Immersione a Muggia 12/11/2006Siamo partiti da Udine alle 8.30 circa, arrivati al casello "Lisert" di Trieste, ci accoglie una leggera pioggerellina. Peccato, speravo in una giornata di sole per poter scattare qualche foto migliore ma fa niente, l'importante è entrare in contatto con il mio elemento! Passiamo Muggia e arriviamo al punto prescelto per l'immersione, siamo solo io ed il mio amico "Bozo" Beppe. Sul posto c'è già un folto gruppo di allievi di un locale club, il cui responsabile sta fa facendo un "piccolo"briefing pre immersione (quando siamo saliti in macchina per ripartire per Udine stavano entrando in acqua!!!). 
Entriamo in acqua verso le 10.00. per fortuna siamo veloci perchè sul posto è arrivato un altro numerosissimo gruppo di sub da Udine. Per fortuna siamo i primi ad entrare e facciamo un percorso diverso dagli altri. Sono un po' positivo per il fatto che mi sono vestito più abbondantemente sotto ed ho la bombola con 50 bar in meno. Appena scesi ci guizza davanti alle mani un bel polpetto. Il fondale è pulito e tra la "macchia di posidonia" spiccano diverse Pinne Nobilis fortemente ancorate al substrato (segno della pulizia del fondale).
Numerosi spirografi fanno bella mostra di se incuranti della nostra vicinanza, tant'è che si ritraggono solo appena li sfiori con le dita!
Altri tre polpetti saettano al nostro passaggio (troppo veloci per riuscirgli a fare qualche foto) ed una seppiolina. Vicino ad un bel anemone gioiello si difende un granchio ragno ma la sospensione non mi consente
un ìo scatto nitido peccato! Su un vecchio bidone ormai travestito da "sasso" ha creato la sua tana un bel gobide e, sulla sua sommità,  come "torretta" di avvistamento e difesa  c'è un grosso Anemone che muove i suoi tentacoli nell'impercettibile corrente in cerca di cibo (peccato che la pila del "Bozo" puntata sull'inerme bestiolina mi abbia rovinato gli scatti fatti!).
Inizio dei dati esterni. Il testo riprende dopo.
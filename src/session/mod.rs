pub mod connection;
pub mod counter;
pub mod discovery;
pub mod dispatch;
pub mod driver;

pub use connection::{ConnectionSession, ConnectionState, SessionStatus};
pub use discovery::{DiscoveryDiagnostic, DiscoveryRequest, DiscoveryWalker};
pub use dispatch::{OperationDispatcher, PendingWrite, WriteRequest};
pub use driver::{SessionCommand, SessionHandle, spawn_session};
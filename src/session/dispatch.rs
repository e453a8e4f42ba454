use log::{debug, trace};

use crate::api::central::{CentralTransport, PeripheralId};
use crate::api::characteristic::{Characteristic, CharacteristicProperties, CharacteristicWriteType};
use crate::api::descriptor::Descriptor;
use crate::api::handle::{AttributeHandle, CharacteristicHandle, DescriptorHandle};
use crate::api::service::AttributeTree;
use crate::{Error, ErrorType, Result};

/// A payload supplied for a pending write. `write_type` of `None` lets the
/// characteristic's properties decide.
#[derive(Clone, Debug, Eq, PartialEq)]
pub struct WriteRequest {
    pub data: Vec<u8>,
    pub write_type: Option<CharacteristicWriteType>,
}

impl WriteRequest {
    pub fn new(data: Vec<u8>) -> Self {
        WriteRequest {
            data,
            write_type: None,
        }
    }

    pub fn with_type(mut self, write_type: CharacteristicWriteType) -> Self {
        self.write_type = Some(write_type);
        self
    }

    /// Parses a hex string such as `"0x01FF"` or `"01 ff"`.
    pub fn from_hex(input: &str) -> Result<Self> {
        let digits: String = input.chars().filter(|c| !c.is_whitespace()).collect();
        let digits = digits
            .strip_prefix("0x")
            .or_else(|| digits.strip_prefix("0X"))
            .unwrap_or(digits.as_str());
        Ok(WriteRequest::new(hex::decode(digits)?))
    }
}

/// A write waiting for its payload. A session holds at most one; asking for
/// another write replaces it.
#[derive(Clone, Debug, Eq, PartialEq)]
pub struct PendingWrite {
    pub characteristic: CharacteristicHandle,
    pub properties: CharacteristicProperties,
}

impl PendingWrite {
    /// True when the caller should be offered a choice of write type.
    pub fn offers_both_types(&self) -> bool {
        self.properties.contains(CharacteristicProperties::WRITE)
            && self
                .properties
                .contains(CharacteristicProperties::WRITE_WITHOUT_RESPONSE)
    }
}

/// Turns reads, writes and notification toggles on a published tree into
/// transport requests. Results come back as events.
pub struct OperationDispatcher<'a, T: CentralTransport + ?Sized> {
    transport: &'a T,
    peripheral: &'a PeripheralId,
    tree: &'a AttributeTree,
}

impl<'a, T: CentralTransport + ?Sized> OperationDispatcher<'a, T> {
    pub fn new(transport: &'a T, peripheral: &'a PeripheralId, tree: &'a AttributeTree) -> Self {
        OperationDispatcher {
            transport,
            peripheral,
            tree,
        }
    }

    pub async fn read(&self, handle: CharacteristicHandle) -> Result<()> {
        let characteristic = self.characteristic(handle)?;
        require(characteristic, CharacteristicProperties::READ, "read")?;
        trace!("read {handle:?} on {}", self.peripheral);
        self.transport
            .read(self.peripheral, AttributeHandle::Characteristic(handle))
            .await
    }

    pub async fn write(
        &self,
        handle: CharacteristicHandle,
        data: &[u8],
        write_type: Option<CharacteristicWriteType>,
    ) -> Result<CharacteristicWriteType> {
        let characteristic = self.characteristic(handle)?;
        let write_type = CharacteristicWriteType::resolve(characteristic.properties, write_type)?;
        debug!(
            "write {} bytes to {handle:?} on {} ({write_type:?})",
            data.len(),
            self.peripheral
        );
        self.transport
            .write(
                self.peripheral,
                AttributeHandle::Characteristic(handle),
                data,
                write_type,
            )
            .await?;
        Ok(write_type)
    }

    /// Requests the opposite of the current notification state. The new state
    /// is only reflected once the transport confirms it.
    pub async fn toggle_notify(&self, handle: CharacteristicHandle) -> Result<bool> {
        let characteristic = self.characteristic(handle)?;
        require(characteristic, CharacteristicProperties::NOTIFIABLE, "subscribe")?;
        let enable = !characteristic.is_notifying;
        trace!("set notify {enable} for {handle:?} on {}", self.peripheral);
        self.transport
            .set_notify(self.peripheral, handle, enable)
            .await?;
        Ok(enable)
    }

    pub async fn read_descriptor(&self, handle: DescriptorHandle) -> Result<()> {
        self.descriptor(handle)?;
        trace!("read {handle:?} on {}", self.peripheral);
        self.transport
            .read(self.peripheral, AttributeHandle::Descriptor(handle))
            .await
    }

    pub async fn write_descriptor(&self, handle: DescriptorHandle, data: &[u8]) -> Result<()> {
        self.descriptor(handle)?;
        debug!("write {} bytes to {handle:?} on {}", data.len(), self.peripheral);
        self.transport
            .write(
                self.peripheral,
                AttributeHandle::Descriptor(handle),
                data,
                CharacteristicWriteType::WriteWithResponse,
            )
            .await
    }

    /// Checks that `handle` can take a write and captures what the caller
    /// needs to pick a write type.
    pub fn prepare_write(&self, handle: CharacteristicHandle) -> Result<PendingWrite> {
        let characteristic = self.characteristic(handle)?;
        require(characteristic, CharacteristicProperties::WRITABLE, "write")?;
        Ok(PendingWrite {
            characteristic: handle,
            properties: characteristic.properties,
        })
    }

    fn characteristic(&self, handle: CharacteristicHandle) -> Result<&'a Characteristic> {
        self.tree.characteristic(handle).ok_or_else(|| {
            Error::new(
                ErrorType::UnknownAttribute,
                format!("no characteristic at {handle:?}"),
            )
        })
    }

    fn descriptor(&self, handle: DescriptorHandle) -> Result<&'a Descriptor> {
        self.tree.descriptor(handle).ok_or_else(|| {
            Error::new(
                ErrorType::UnknownAttribute,
                format!("no descriptor at {handle:?}"),
            )
        })
    }
}

fn require(
    characteristic: &Characteristic,
    needed: CharacteristicProperties,
    action: &str,
) -> Result<()> {
    if characteristic.properties.intersects(needed) {
        return Ok(());
    }
    Err(Error::new(
        ErrorType::OperationNotPermitted,
        format!(
            "cannot {action} characteristic {} with properties {:?}",
            characteristic.uuid, characteristic.properties
        ),
    ))
}
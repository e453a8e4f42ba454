use std::fmt;

use async_trait::async_trait;
use uuid::Uuid;

use crate::Result;
use crate::api::central_event::CentralState;
use crate::api::characteristic::CharacteristicWriteType;
use crate::api::handle::{
    AttributeHandle, CharacteristicHandle, OwnerHandle, ServiceHandle, WalkId,
};

/// The radio stack a session talks through.
///
/// Every request is fire-and-forget: `Ok(())` means the request was handed
/// to the radio, and its outcome arrives later as a
/// [`CentralEvent`](crate::api::central_event::CentralEvent) tagged with the
/// peripheral id. Discovery events also carry back the [`WalkId`] the request
/// was issued under. An `Err` means the request never left, and the session
/// treats it like a response that carried that error.
///
/// Attribute handles name positions in the tree the session is building; an
/// implementation keeps its own mapping from handles to native objects.
#[async_trait]
pub trait CentralTransport: Send + Sync {
    fn state(&self) -> CentralState;

    fn retrieve_peripheral(&self, peripheral: &PeripheralId) -> Option<PeripheralInfo>;

    async fn connect(&self, peripheral: &PeripheralId) -> Result<()>;

    async fn disconnect(&self, peripheral: &PeripheralId) -> Result<()>;

    async fn discover_services(&self, peripheral: &PeripheralId, walk: WalkId) -> Result<()>;

    async fn discover_included_services(
        &self,
        peripheral: &PeripheralId,
        walk: WalkId,
        service: ServiceHandle,
    ) -> Result<()>;

    async fn discover_characteristics(
        &self,
        peripheral: &PeripheralId,
        walk: WalkId,
        owner: OwnerHandle,
    ) -> Result<()>;

    async fn discover_descriptors(
        &self,
        peripheral: &PeripheralId,
        walk: WalkId,
        characteristic: CharacteristicHandle,
    ) -> Result<()>;

    async fn read(&self, peripheral: &PeripheralId, attribute: AttributeHandle) -> Result<()>;

    async fn write(
        &self,
        peripheral: &PeripheralId,
        attribute: AttributeHandle,
        data: &[u8],
        write_type: CharacteristicWriteType,
    ) -> Result<()>;

    async fn set_notify(
        &self,
        peripheral: &PeripheralId,
        characteristic: CharacteristicHandle,
        enabled: bool,
    ) -> Result<()>;
}

#[derive(Clone, Debug, Default, Eq, PartialEq)]
pub struct PeripheralInfo {
    pub name: Option<String>,
}

#[derive(Clone, Copy, Debug, Eq, Hash, Ord, PartialEq, PartialOrd)]
pub struct PeripheralId(Uuid);

impl PeripheralId {
    pub fn new(uuid: Uuid) -> Self {
        PeripheralId(uuid)
    }

    pub fn uuid(&self) -> Uuid {
        self.0
    }
}

impl From<Uuid> for PeripheralId {
    fn from(uuid: Uuid) -> Self {
        PeripheralId(uuid)
    }
}

impl fmt::Display for PeripheralId {
    fn fmt(&self, f: &mut fmt::Formatter<'_>) -> fmt::Result {
        write!(f, "{}", self.0.hyphenated())
    }
}
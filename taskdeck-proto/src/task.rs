//! Task entity as exchanged with the task store.
//!
//! A [`Task`] is owned by the store and always carries a store-assigned
//! [`TaskId`]. [`TaskFields`] is the same record without an identifier,
//! which is what a create request sends.

use std::fmt;

use serde::{Deserialize, Deserializer, Serialize, de};

/// Store-assigned numeric task identifier.
#[derive(Debug, Clone, Copy, PartialEq, Eq, Hash, PartialOrd, Ord, Serialize, Deserialize)]
#[serde(transparent)]
pub struct TaskId(i64);

impl TaskId {
    /// Wraps a raw identifier value.
    #[must_use]
    pub const fn new(raw: i64) -> Self {
        Self(raw)
    }

    /// Returns the raw identifier value.
    #[must_use]
    pub const fn get(self) -> i64 {
        self.0
    }
}

impl From<i64> for TaskId {
    fn from(raw: i64) -> Self {
        Self(raw)
    }
}

impl fmt::Display for TaskId {
    fn fmt(&self, f: &mut fmt::Formatter<'_>) -> fmt::Result {
        write!(f, "{}", self.0)
    }
}

/// Task urgency.
#[derive(Debug, Clone, Copy, PartialEq, Eq, Hash, Default, Serialize, Deserialize)]
pub enum Priority {
    /// Most urgent.
    High,
    /// The default for new tasks.
    #[default]
    Medium,
    /// Least urgent.
    Low,
}

impl Priority {
    /// All priorities, most urgent first.
    pub const ALL: [Self; 3] = [Self::High, Self::Medium, Self::Low];

    /// Sort rank: `High = 0`, `Medium = 1`, `Low = 2`.
    #[must_use]
    pub const fn rank(self) -> u8 {
        match self {
            Self::High => 0,
            Self::Medium => 1,
            Self::Low => 2,
        }
    }

    /// The next priority in [`Priority::ALL`] order, wrapping around.
    #[must_use]
    pub const fn next(self) -> Self {
        match self {
            Self::High => Self::Medium,
            Self::Medium => Self::Low,
            Self::Low => Self::High,
        }
    }

    /// The previous priority in [`Priority::ALL`] order, wrapping around.
    #[must_use]
    pub const fn prev(self) -> Self {
        match self {
            Self::High => Self::Low,
            Self::Medium => Self::High,
            Self::Low => Self::Medium,
        }
    }

    /// Wire and display name.
    #[must_use]
    pub const fn as_str(self) -> &'static str {
        match self {
            Self::High => "High",
            Self::Medium => "Medium",
            Self::Low => "Low",
        }
    }
}

impl fmt::Display for Priority {
    fn fmt(&self, f: &mut fmt::Formatter<'_>) -> fmt::Result {
        f.write_str(self.as_str())
    }
}

/// Completion state of a task.
#[derive(Debug, Clone, Copy, PartialEq, Eq, Hash, Default, Serialize, Deserialize)]
pub enum Status {
    /// Not done yet. The default for new tasks.
    #[default]
    Pending,
    /// Done.
    Completed,
}

impl Status {
    /// Both statuses, in display order.
    pub const ALL: [Self; 2] = [Self::Pending, Self::Completed];

    /// `Pending` becomes `Completed` and vice versa.
    #[must_use]
    pub const fn toggled(self) -> Self {
        match self {
            Self::Pending => Self::Completed,
            Self::Completed => Self::Pending,
        }
    }

    /// Wire and display name.
    #[must_use]
    pub const fn as_str(self) -> &'static str {
        match self {
            Self::Pending => "Pending",
            Self::Completed => "Completed",
        }
    }
}

impl fmt::Display for Status {
    fn fmt(&self, f: &mut fmt::Formatter<'_>) -> fmt::Result {
        f.write_str(self.as_str())
    }
}

/// The editable part of a task, without an identifier.
///
/// `TaskFields::default()` is the new-task template: empty title and
/// description, `Medium` priority, `Pending` status.
#[derive(Debug, Clone, PartialEq, Eq, Default, Serialize, Deserialize)]
pub struct TaskFields {
    /// Short summary. Must contain a non-whitespace character to be saved.
    pub title: String,
    /// Free text, possibly empty.
    #[serde(default)]
    pub description: String,
    /// Urgency.
    pub priority: Priority,
    /// Completion state.
    pub status: Status,
}

impl TaskFields {
    /// Creates fields with the given title and template defaults elsewhere.
    pub fn titled(title: impl Into<String>) -> Self {
        Self {
            title: title.into(),
            ..Self::default()
        }
    }

    /// Whether the title has any non-whitespace content.
    #[must_use]
    pub fn has_title(&self) -> bool {
        !self.title.trim().is_empty()
    }

    /// Attaches a store identifier, producing a full [`Task`].
    #[must_use]
    pub fn with_id(self, id: TaskId) -> Task {
        Task {
            id,
            title: self.title,
            description: self.description,
            priority: self.priority,
            status: self.status,
        }
    }
}

/// A task as stored by the task store.
///
/// Stores in the wild report the identifier as either `id` or `_id`;
/// both are accepted on decode (`id` wins when a document has both), `id`
/// is written on encode.
#[derive(Debug, Clone, PartialEq, Eq, Serialize)]
pub struct Task {
    /// Store-assigned identifier.
    pub id: TaskId,
    /// Short summary.
    pub title: String,
    /// Free text, possibly empty.
    #[serde(default)]
    pub description: String,
    /// Urgency.
    pub priority: Priority,
    /// Completion state.
    pub status: Status,
}

/// Decoding shape of [`Task`] with both identifier spellings.
#[derive(Deserialize)]
struct TaskDocument {
    id: Option<TaskId>,
    #[serde(rename = "_id")]
    document_id: Option<TaskId>,
    title: String,
    #[serde(default)]
    description: String,
    priority: Priority,
    status: Status,
}

impl<'de> Deserialize<'de> for Task {
    fn deserialize<D: Deserializer<'de>>(deserializer: D) -> Result<Self, D::Error> {
        let doc = TaskDocument::deserialize(deserializer)?;
        let id = doc
            .id
            .or(doc.document_id)
            .ok_or_else(|| <D::Error as de::Error>::missing_field("id"))?;
        Ok(Self {
            id,
            title: doc.title,
            description: doc.description,
            priority: doc.priority,
            status: doc.status,
        })
    }
}

impl Task {
    /// Copies out the editable fields, dropping the identifier.
    #[must_use]
    pub fn fields(&self) -> TaskFields {
        TaskFields {
            title: self.title.clone(),
            description: self.description.clone(),
            priority: self.priority,
            status: self.status,
        }
    }

    /// Returns a copy with only the status replaced.
    #[must_use]
    pub fn with_status(&self, status: Status) -> Self {
        Self {
            status,
            ..self.clone()
        }
    }
}
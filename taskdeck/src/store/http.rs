//! REST task store client.
//!
//! Talks to the task store over HTTP with `reqwest`, using the route table
//! from [`taskdeck_proto::routes`]. Any transport failure, non-2xx status, or
//! undecodable body becomes a [`StoreError`].

use std::time::Duration;

use reqwest::header::CONTENT_TYPE;
use taskdeck_proto::codec;
use taskdeck_proto::routes::{Method, Route};
use taskdeck_proto::task::{Task, TaskFields, TaskId};
use url::Url;

use super::{StoreError, TaskStore};

/// HTTP-backed [`TaskStore`].
#[derive(Debug, Clone)]
pub struct HttpTaskStore {
    client: reqwest::Client,
    /// Base URL without a trailing slash; route paths are appended to it.
    base_url: String,
}

impl HttpTaskStore {
    /// Creates a client for the store at `base_url` (e.g.
    /// `http://localhost:5000`). Every request is bounded by `timeout`.
    ///
    /// # Errors
    ///
    /// Returns [`StoreError::InvalidUrl`] if `base_url` does not parse, or
    /// [`StoreError::Client`] if the HTTP client cannot be built.
    pub fn new(base_url: &str, timeout: Duration) -> Result<Self, StoreError> {
        let parsed = Url::parse(base_url)?;
        let client = reqwest::Client::builder()
            .timeout(timeout)
            .build()
            .map_err(StoreError::Client)?;
        Ok(Self {
            client,
            base_url: parsed.as_str().trim_end_matches('/').to_string(),
        })
    }

    /// Full URL for a route.
    #[must_use]
    pub fn url_for(&self, route: Route) -> String {
        format!("{}{}", self.base_url, route.path())
    }

    /// Sends one request and returns the response body on 2xx.
    async fn send(&self, route: Route, body: Option<Vec<u8>>) -> Result<Vec<u8>, StoreError> {
        let method = match route.method() {
            Method::Get => reqwest::Method::GET,
            Method::Post => reqwest::Method::POST,
            Method::Put => reqwest::Method::PUT,
            Method::Delete => reqwest::Method::DELETE,
        };

        let mut request = self.client.request(method, self.url_for(route));
        if let Some(body) = body {
            request = request.header(CONTENT_TYPE, "application/json").body(body);
        }

        tracing::debug!(route = %route, "task store request");
        let response = request
            .send()
            .await
            .map_err(|source| StoreError::Transport { route, source })?;

        let status = response.status();
        if !status.is_success() {
            return Err(StoreError::Status {
                route,
                status: status.as_u16(),
            });
        }

        let bytes = response
            .bytes()
            .await
            .map_err(|source| StoreError::Transport { route, source })?;
        Ok(bytes.to_vec())
    }
}

impl TaskStore for HttpTaskStore {
    async fn list(&self) -> Result<Vec<Task>, StoreError> {
        let route = Route::List;
        let body = self.send(route, None).await?;
        codec::decode_task_list(&body).map_err(|source| StoreError::Codec { route, source })
    }

    async fn get(&self, id: TaskId) -> Result<Task, StoreError> {
        let route = Route::Get(id);
        let body = self.send(route, None).await?;
        codec::decode_task(&body).map_err(|source| StoreError::Codec { route, source })
    }

    async fn create(&self, fields: &TaskFields) -> Result<(), StoreError> {
        let route = Route::Create;
        let body = codec::encode(fields).map_err(|source| StoreError::Codec { route, source })?;
        self.send(route, Some(body)).await.map(drop)
    }

    async fn update(&self, id: TaskId, task: &Task) -> Result<(), StoreError> {
        let route = Route::Update(id);
        let body = codec::encode(task).map_err(|source| StoreError::Codec { route, source })?;
        self.send(route, Some(body)).await.map(drop)
    }

    async fn delete(&self, id: TaskId) -> Result<(), StoreError> {
        self.send(Route::Delete(id), None).await.map(drop)
    }

    fn endpoint(&self) -> String {
        self.base_url.clone()
    }
}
Rientrriamo sottocosta e ai 5 mt mi fermo ad effettuare la sosta di sicurezza ma debbo farla "arpionato" ad una sporgenza del terreno pechè con la bombola con metà aria sono troppo positivo. Finita la tappa con il GAV completamente sgonfio e pochissima aria dentro la muta risalgo un po' più veloce del dovuto, in superficie svuoto completamente la poca aria intrappolata nella muta mandandola in "ventosa" e riscendo a fatica sul fondo per qualche ultimo scatto e per avvicinarmi di più al punto d'uscita. A parte il mio "errore da principiante" che mi è costato un bel caffè e la presa per i fondelli dal mio compagno di centinaia di immersioni, e le foto che non mi sono venute un granchè, mi sono divertito e ricaricato per affrontare la settimana carica di impegni lavorativi. Ed ho ancora la bombola con quasi 100 bar dopo più di mezzora d'immersione!  Toccherà fare un'altro tuffo per svuotarla, CHE DISPIACERE!!!